Por trás do NES Radar: como um console de 1985 recebe dados da internet

A parte mais interessante do NES Radar talvez esteja justamente onde o NES termina e o computador moderno começa.

O console não acessa a internet diretamente. Em vez disso, um computador secundário funciona como intermediário. Ele busca dados atuais de tráfego aéreo, processa as informações e envia somente os dados necessários para o NES.

O servidor utilizado pelo projeto consulta informações de tráfego ADS-B disponibilizadas pelo serviço adsb.fi. Depois, transforma esses dados em informações que o software executado no NES consegue interpretar.

A comunicação acontece por uma solução particularmente criativa: o segundo conector de controle do NES é utilizado como uma interface serial bidirecional.

Com um adaptador compatível com FTDI USB para TTL de 5 V, o computador consegue estabelecer comunicação com o console a uma velocidade de 9.600 baud. Uma direção transporta os dados de tráfego aéreo para o NES, enquanto a outra permite que o console envie de volta o código do aeroporto selecionado pelo usuário.

Isso cria uma arquitetura simples, mas engenhosa. O computador moderno faz o trabalho pesado de comunicação com a internet, enquanto o hardware original do NES continua responsável por receber, processar e desenhar as informações na tela.

Para completar a experiência, Maaia desenvolveu um cartucho personalizado, que permite executar a ROM do projeto em um NES físico.
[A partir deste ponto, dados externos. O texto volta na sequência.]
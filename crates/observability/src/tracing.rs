//! Tracing/logging initialization.

use core::str::FromStr;

use serde::{Deserialize, Serialize};
use thiserror::Error;
use tracing_subscriber::EnvFilter;
use tracing_subscriber::fmt::MakeWriter;
use tracing_subscriber::util::SubscriberInitExt;

/// Output format for log lines.
#[derive(Debug, Copy, Clone, Default, PartialEq, Eq, Serialize, Deserialize)]
#[serde(rename_all = "lowercase")]
pub enum LogFormat {
    /// One JSON object per line (servers).
    #[default]
    Json,
    /// Human-readable, for interactive use.
    Pretty,
}

#[derive(Debug, Error, Clone, PartialEq, Eq)]
#[error("unknown log format {0:?} (expected \"json\" or \"pretty\")")]
pub struct ParseLogFormatError(pub String);

impl FromStr for LogFormat {
    type Err = ParseLogFormatError;

    fn from_str(s: &str) -> Result<Self, Self::Err> {
        match s.trim().to_ascii_lowercase().as_str() {
            "json" => Ok(LogFormat::Json),
            "pretty" | "text" => Ok(LogFormat::Pretty),
            other => Err(ParseLogFormatError(other.to_string())),
        }
    }
}

/// Initialize tracing/logging for the process.
///
/// Filter comes from `RUST_LOG` (default `info`). Safe to call multiple times
/// (subsequent calls are no-ops).
pub fn init(format: LogFormat) {
    init_with_default(format, "info");
}

/// Like [`init`], but with a caller-chosen filter when `RUST_LOG` is unset.
///
/// Both formats write to stderr so stdout stays free for program output.
pub fn init_with_default(format: LogFormat, default_filter: &str) {
    let filter = EnvFilter::try_from_default_env()
        .unwrap_or_else(|_| EnvFilter::new(default_filter));

    let _ = build_subscriber(format, filter, std::io::stderr).try_init();
}

fn build_subscriber<W>(
    format: LogFormat,
    filter: EnvFilter,
    writer: W,
) -> Box<dyn ::tracing::Subscriber + Send + Sync>
where
    W: for<'w> MakeWriter<'w> + Send + Sync + 'static,
{
    let builder = tracing_subscriber::fmt()
        .with_env_filter(filter)
        .with_timer(tracing_subscriber::fmt::time::SystemTime)
        .with_target(false)
        .with_writer(writer);

    match format {
        LogFormat::Json => Box::new(builder.json().finish()),
        LogFormat::Pretty => Box::new(builder.finish()),
    }
}
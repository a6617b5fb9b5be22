use std::collections::HashMap;
use std::sync::{Arc, Mutex, MutexGuard, PoisonError, RwLock};

use stockcast_core::{DomainError, DomainResult, Entity, ProductId};
use stockcast_inventory::Product;

use super::ProductStore;

type Slot = Arc<Mutex<Product>>;

/// In-memory product store with one mutex per product.
///
/// The outer map lock is only held long enough to find or insert a slot, so work
/// on different products never contends. State vanishes with the process.
#[derive(Debug, Default)]
pub struct InMemoryProductStore {
    products: RwLock<HashMap<ProductId, Slot>>,
}

impl InMemoryProductStore {
    pub fn new() -> Self {
        Self::default()
    }

    pub fn len(&self) -> usize {
        self.products.read().unwrap_or_else(PoisonError::into_inner).len()
    }

    pub fn is_empty(&self) -> bool {
        self.len() == 0
    }

    fn slot(&self, id: &ProductId) -> DomainResult<Slot> {
        let map = self.products.read().unwrap_or_else(PoisonError::into_inner);
        map.get(id)
            .cloned()
            .ok_or_else(|| DomainError::not_found(id.as_str()))
    }
}

// A panic inside a critical section cannot leave a product half-updated: the
// aggregate only mutates in `apply`, which pushes and decrements back to back.
fn lock(slot: &Slot) -> MutexGuard<'_, Product> {
    slot.lock().unwrap_or_else(PoisonError::into_inner)
}

impl ProductStore for InMemoryProductStore {
    fn insert(&self, product: Product) -> DomainResult<()> {
        let mut map = self.products.write().unwrap_or_else(PoisonError::into_inner);
        let id = product.id().clone();
        if map.contains_key(&id) {
            return Err(DomainError::duplicate(id.as_str()));
        }
        map.insert(id, Arc::new(Mutex::new(product)));
        Ok(())
    }

    fn update<R, F>(&self, id: &ProductId, f: F) -> DomainResult<R>
    where
        F: FnOnce(&mut Product) -> DomainResult<R>,
    {
        let slot = self.slot(id)?;
        let mut product = lock(&slot);
        f(&mut *product)
    }

    fn read<R, F>(&self, id: &ProductId, f: F) -> DomainResult<R>
    where
        F: FnOnce(&Product) -> R,
    {
        let slot = self.slot(id)?;
        let product = lock(&slot);
        Ok(f(&*product))
    }

    fn ids(&self) -> Vec<ProductId> {
        let map = self.products.read().unwrap_or_else(PoisonError::into_inner);
        let mut ids: Vec<ProductId> = map.keys().cloned().collect();
        ids.sort();
        ids
    }
}

#[cfg(test)]
mod tests {
    use super::*;
    use chrono::Utc;
    use stockcast_core::{Aggregate, SaleId};
    use stockcast_inventory::{ProductCommand, RecordSale, RegisterProduct};

    fn pid(s: &str) -> ProductId {
        ProductId::new(s).unwrap()
    }

    fn product(id: &str, name: &str) -> Product {
        Product::register(RegisterProduct {
            product_id: pid(id),
            name: name.to_string(),
            shelf_life_days: 7,
            occurred_at: Utc::now(),
        })
        .unwrap()
    }

    fn sale(id: &str, quantity: i64) -> ProductCommand {
        ProductCommand::RecordSale(RecordSale {
            product_id: pid(id),
            sale_id: SaleId::new(),
            quantity,
            occurred_at: Utc::now(),
        })
    }

    #[test]
    fn insert_rejects_duplicate_and_keeps_original() {
        let store = InMemoryProductStore::new();
        store.insert(product("A1", "Apple")).unwrap();
        store
            .update(&pid("A1"), |p| p.execute(&sale("A1", 4)).map(|_| ()))
            .unwrap();

        let err = store.insert(product("A1", "Apricot")).unwrap_err();
        assert_eq!(err, DomainError::duplicate("A1"));

        let (name, sales) = store
            .read(&pid("A1"), |p| (p.name().to_string(), p.sales().len()))
            .unwrap();
        assert_eq!(name, "Apple");
        assert_eq!(sales, 1);
        assert_eq!(store.len(), 1);
    }

    #[test]
    fn unknown_ids_are_not_found() {
        let store = InMemoryProductStore::new();
        assert_eq!(
            store.read(&pid("nope"), |_| ()).unwrap_err(),
            DomainError::not_found("nope")
        );
        assert!(store.update(&pid("nope"), |_| Ok(())).is_err());
    }

    #[test]
    fn ids_are_sorted() {
        let store = InMemoryProductStore::new();
        for id in ["c", "a", "b"] {
            store.insert(product(id, "x")).unwrap();
        }
        assert_eq!(store.ids(), vec![pid("a"), pid("b"), pid("c")]);
    }

    #[test]
    fn failed_update_leaves_product_unchanged() {
        let store = InMemoryProductStore::new();
        store.insert(product("A1", "Apple")).unwrap();

        let err = store
            .update(&pid("A1"), |p| p.execute(&sale("A1", -2)).map(|_| ()))
            .unwrap_err();
        assert!(matches!(err, DomainError::InvalidArgument(_)));

        let inventory = store.read(&pid("A1"), |p| p.inventory()).unwrap();
        assert_eq!(inventory, 0);
    }

    #[test]
    fn arc_wrapped_store_delegates() {
        let store = Arc::new(InMemoryProductStore::new());
        ProductStore::insert(&store, product("A1", "Apple")).unwrap();
        assert_eq!(ProductStore::ids(&store), vec![pid("A1")]);
    }
}
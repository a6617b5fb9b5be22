use axum::{Router, routing::{get, post}};

pub mod forecast;
pub mod products;
pub mod system;

/// Router for all inventory and forecasting endpoints.
pub fn router() -> Router {
    Router::new()
        .nest("/products", products::router())
        .route("/forecast", post(forecast::daily_forecast))
        .route("/dashboard", get(system::dashboard))
}
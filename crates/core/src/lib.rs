//! `stockcast-core` — domain foundation building blocks.
//!
//! This crate contains **pure domain** primitives (no infrastructure concerns).

pub mod aggregate;
pub mod entity;
pub mod error;
pub mod event;
pub mod id;
pub mod value_object;

pub use aggregate::{Aggregate, AggregateRoot};
pub use entity::Entity;
pub use error::{DomainError, DomainResult};
pub use event::Event;
pub use id::{ProductId, SaleId};
pub use value_object::{Horizon, ShelfLife, ValueObject};
//! Inventory domain module.
//!
//! This crate contains business rules for products and their sales ledger,
//! implemented purely as deterministic domain logic (no IO, no HTTP, no storage).

pub mod product;

pub use product::{
    Product, ProductCommand, ProductEvent, ProductRegistered, RecordSale, RegisterProduct,
    SaleEvent, SaleRecorded,
};
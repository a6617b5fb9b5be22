use axum::http::StatusCode;
use axum::response::IntoResponse;
use serde_json::json;

use stockcast_core::DomainError;

pub fn domain_error_to_response(err: DomainError) -> axum::response::Response {
    let status = match &err {
        DomainError::NotFound(_) => StatusCode::NOT_FOUND,
        DomainError::DuplicateProduct(_) => StatusCode::CONFLICT,
        DomainError::InvalidArgument(_) => StatusCode::BAD_REQUEST,
    };
    tracing::warn!(error = %err, code = err.code(), "request rejected");
    json_error(status, err.code(), err.to_string())
}

pub fn json_error(
    status: StatusCode,
    code: &'static str,
    message: impl Into<String>,
) -> axum::response::Response {
    (
        status,
        axum::Json(json!({
            "error": code,
            "message": message.into(),
        })),
    )
        .into_response()
}
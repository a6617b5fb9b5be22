use std::time::Instant;

use axum::{
    extract::Request,
    http::HeaderValue,
    middleware::Next,
    response::Response,
};
use tracing::Instrument;
use uuid::Uuid;

pub const REQUEST_ID_HEADER: &str = "x-request-id";

/// Tag every request with an id, log its outcome, and echo the id back.
pub async fn request_log_middleware(req: Request, next: Next) -> Response {
    let request_id = Uuid::now_v7().to_string();
    let method = req.method().clone();
    let path = req.uri().path().to_string();
    let started = Instant::now();

    let span = tracing::info_span!("request", %request_id, %method, %path);
    let mut res = next.run(req).instrument(span.clone()).await;

    span.in_scope(|| {
        tracing::info!(
            status = res.status().as_u16(),
            elapsed_ms = started.elapsed().as_millis() as u64,
            "request completed"
        );
    });

    if let Ok(value) = HeaderValue::from_str(&request_id) {
        res.headers_mut().insert(REQUEST_ID_HEADER, value);
    }
    res
}
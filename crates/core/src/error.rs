//! Domain error model.

use thiserror::Error;

/// Result type used across the domain layer.
pub type DomainResult<T> = Result<T, DomainError>;

/// Domain-level error.
///
/// Keep this focused on deterministic, business/domain failures. Every operation
/// that returns one of these has left state untouched.
#[derive(Debug, Error, Clone, PartialEq, Eq)]
pub enum DomainError {
    /// The referenced product is not registered.
    #[error("product not found: {0}")]
    NotFound(String),

    /// Registration reused an existing product id.
    #[error("product already exists: {0}")]
    DuplicateProduct(String),

    /// An input was rejected before any computation or mutation.
    #[error("{0}")]
    InvalidArgument(String),
}

impl DomainError {
    pub fn not_found(id: impl Into<String>) -> Self {
        Self::NotFound(id.into())
    }

    pub fn duplicate(id: impl Into<String>) -> Self {
        Self::DuplicateProduct(id.into())
    }

    pub fn invalid_argument(msg: impl Into<String>) -> Self {
        Self::InvalidArgument(msg.into())
    }

    /// Stable machine-readable code, used by boundaries that serialize errors.
    pub fn code(&self) -> &'static str {
        match self {
            DomainError::NotFound(_) => "not_found",
            DomainError::DuplicateProduct(_) => "duplicate_product",
            DomainError::InvalidArgument(_) => "invalid_argument",
        }
    }
}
Portanto, não se trata apenas de emular o console em um computador: a proposta é colocar o software em um hardware original e fazer a máquina de 1985 executar uma aplicação concebida décadas depois.

O que o projeto revela sobre o retrocomputing

Projetos como o NES Radar ajudam a explicar por que o movimento de retrocomputing continua atraindo desenvolvedores e entusiastas.

Um computador ou console antigo pode parecer extremamente limitado quando comparado a smartphones, PCs e placas modernas. Porém, essas limitações também criam um ambiente interessante para engenharia e criatividade.

No caso do NES, existe uma quantidade enorme de restrições: processamento limitado, memória reduzida, capacidade gráfica modesta e nenhuma conectividade de rede convencional. Transformar essas características em parte de uma aplicação moderna exige compreender profundamente como o equipamento funciona.

É justamente aí que entra o valor do modding de hardware. O objetivo não é necessariamente tornar um dispositivo antigo melhor do que um equipamento moderno. Muitas vezes, a graça está em descobrir até onde aquele hardware ainda pode ser levado.

O NES Radar também segue uma tradição de projetos que transformam máquinas antigas em ferramentas inesperadas. O próprio projeto é baseado no conceito do C64U Radar, uma iniciativa semelhante desenvolvida para o Commodore 64.

Essa reutilização criativa ajuda a manter vivo o conhecimento sobre plataformas que, de outra forma, poderiam ficar restritas à preservação histórica.

Um radar de aviões com alma de videogame

Existe ainda um componente nostálgico difícil de ignorar.

Para quem conhece o NES, ver a clássica tela de 8 bits sendo utilizada para representar dados de aviação em tempo real cria uma mistura curiosa entre passado e presente. A informação pode ser moderna, mas a forma de apresentá-la permanece limitada pelas características de uma plataforma concebida há mais de 40 anos.

O projeto também mostra que inovação não depende necessariamente de hardware novo. Um computador moderno poderia realizar essa tarefa com facilidade, mas o objetivo do NES Radar é justamente responder a uma pergunta muito mais interessante: o que podemos fazer com aquilo que já temos?

Essa mentalidade está no centro da cultura maker. Em vez de descartar equipamentos antigos porque eles não acompanham mais os padrões atuais, a comunidade procura novas aplicações, modifica interfaces, cria circuitos e desenvolve software capaz de explorar capacidades que originalmente não faziam parte do projeto.

No caso do NES, uma porta criada para receber comandos de um controle acabou se tornando uma ponte entre um console de 1985 e serviços modernos de dados aeronáuticos.

Conclusão: quando 2026 encontra o NES de 1985

O NES Radar é um excelente exemplo de como a comunidade de tecnologia consegue transformar limitações em oportunidades. Um console lançado em 1985, sem internet e projetado para jogos, agora pode exibir aviões reais em movimento, utilizando um computador moderno como ponte para dados atualizados.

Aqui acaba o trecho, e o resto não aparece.